§ **Description of the task**
Report every line below that carries the word "enums".

§ **Items listed in a dataset**

--- --- ---

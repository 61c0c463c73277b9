//! printplan Settings Crate
//!
//! Handles slicing settings: hierarchical key/value lookups, enumerated
//! setting values, seam configuration, per-mesh derived values and the
//! global/extruder scene.

pub mod enums;
pub mod error;
pub mod mesh;
pub mod scene;
pub mod seam;
pub mod settings;

pub use enums::{EFillMethod, EPlatformAdhesion, EZSeamCornerPrefType, EZSeamType, InsetDirection};
pub use error::{SettingsError, SettingsResult};
pub use mesh::MeshSettings;
pub use scene::Scene;
pub use seam::ZSeamConfig;
pub use settings::{default_settings_path, Settings};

--- --- ---

§ **Response for this exercise**
pub mod enums;
pub use enums::{EFillMethod, EPlatformAdhesion, EZSeamCornerPrefType, EZSeamType, InsetDirection};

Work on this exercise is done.